From a7ca6d738b7801c680bd25d9e910f962d3f8bf2d Mon Sep 17 00:00:00 2001
From: LysandreJik <lysandre.debut@reseau.eseo.fr>
Date: Wed, 4 Dec 2019 15:43:34 -0500
Subject: [PATCH] Padding side is  tokenizer-dependant

---
 transformers/data/processors/squad.py         | 11 ++--
 .../tests/tokenization_tests_commons.py       | 21 +++++--
 transformers/tokenization_utils.py            | 60 ++++++++++++-------
 transformers/tokenization_xlnet.py            |  1 +
 4 files changed, 58 insertions(+), 35 deletions(-)

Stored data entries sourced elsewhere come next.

// src/repository/proxy.rs

//! Environment proxy lookup
//!
//! Used when a repository has no explicit proxy. Follows the usual
//! `<scheme>_proxy` / `all_proxy` / `no_proxy` conventions, lower-case
//! variables taking precedence.

use reqwest::Url;
use std::env;

/// Proxy settings attached to a fetch
#[derive(Debug, Clone, PartialEq, Eq)]
pub struct ProxySettings {
    pub url: String,
    pub username: Option<String>,
    pub password: Option<String>,
}

impl ProxySettings {
    pub fn new(url: impl Into<String>) -> Self {
        Self {
            url: url.into(),
            username: None,
            password: None,
        }
    }
}

/// Look up the environment proxy for `url`
pub fn proxy_for(url: &str) -> Option<String> {
    proxy_for_with(url, |key| env::var(key).ok())
}

/// Look up the proxy for `url` using `lookup` to read variables
pub fn proxy_for_with<F>(url: &str, lookup: F) -> Option<String>
where
    F: Fn(&str) -> Option<String>,
{
    let parsed = Url::parse(url).ok()?;
    let scheme = parsed.scheme().to_ascii_lowercase();
    let host = parsed.host_str().unwrap_or_default().to_ascii_lowercase();

    let var = |name: &str| -> Option<String> {
        lookup(name)
            .or_else(|| lookup(&name.to_ascii_uppercase()))
            .filter(|v| !v.trim().is_empty())
    };

    if let Some(no_proxy) = var("no_proxy")
        && bypasses_proxy(&host, &no_proxy)
    {
        return None;
    }

    var(&format!("{}_proxy", scheme)).or_else(|| var("all_proxy"))
}

/// Whether `host` matches an entry of a `no_proxy` list
fn bypasses_proxy(host: &str, no_proxy: &str) -> bool {
    no_proxy
        .split(',')
        .map(|entry| entry.trim().trim_start_matches('.').to_ascii_lowercase())
        .filter(|entry| !entry.is_empty())
        .any(|entry| {
            entry == "*" || host == entry || host.ends_with(&format!(".{}", entry))
        })
}

/// Scheme of a URL (the part before the first `:`)
pub fn url_scheme(url: &str) -> &str {
    url.split(':').next().unwrap_or(url)
}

diff --git a/transformers/data/processors/squad.py b/transformers/data/processors/squad.py
index 9306189eb4..6599c54330 100644
--- a/transformers/data/processors/squad.py
+++ b/transformers/data/processors/squad.py
@@ -73,8 +73,7 @@ def _is_whitespace(c):
     return False
 
 def squad_convert_examples_to_features(examples, tokenizer, max_seq_length,
-                                       doc_stride, max_query_length, is_training,
-                                       sequence_a_is_doc=False):
+                                       doc_stride, max_query_length, is_training):
     """Loads a data file into a list of `InputBatch`s."""
 
     # Defining helper methods    
@@ -127,13 +126,13 @@ def squad_convert_examples_to_features(examples, tokenizer, max_seq_length,
         while len(spans) * doc_stride < len(all_doc_tokens):
             
             encoded_dict = tokenizer.encode_plus(
-                truncated_query if not sequence_a_is_doc else span_doc_tokens, 
-                span_doc_tokens if not sequence_a_is_doc else truncated_query, 
+                truncated_query if tokenizer.padding_side == "right" else span_doc_tokens, 
+                span_doc_tokens if tokenizer.padding_side == "right" else truncated_query, 
                 max_length=max_seq_length, 
                 return_overflowing_tokens=True, 
-                padding_strategy='right',
+                pad_to_max_length=True,
                 stride=max_seq_length - doc_stride - len(truncated_query) - sequence_pair_added_tokens,
-                truncation_strategy='only_second' if not sequence_a_is_doc else 'only_first'
+                truncation_strategy='only_second' if tokenizer.padding_side == "right" else 'only_first'
             )
 
             paragraph_len = min(len(all_doc_tokens) - len(spans) * doc_stride, max_seq_length - len(truncated_query) - sequence_pair_added_tokens)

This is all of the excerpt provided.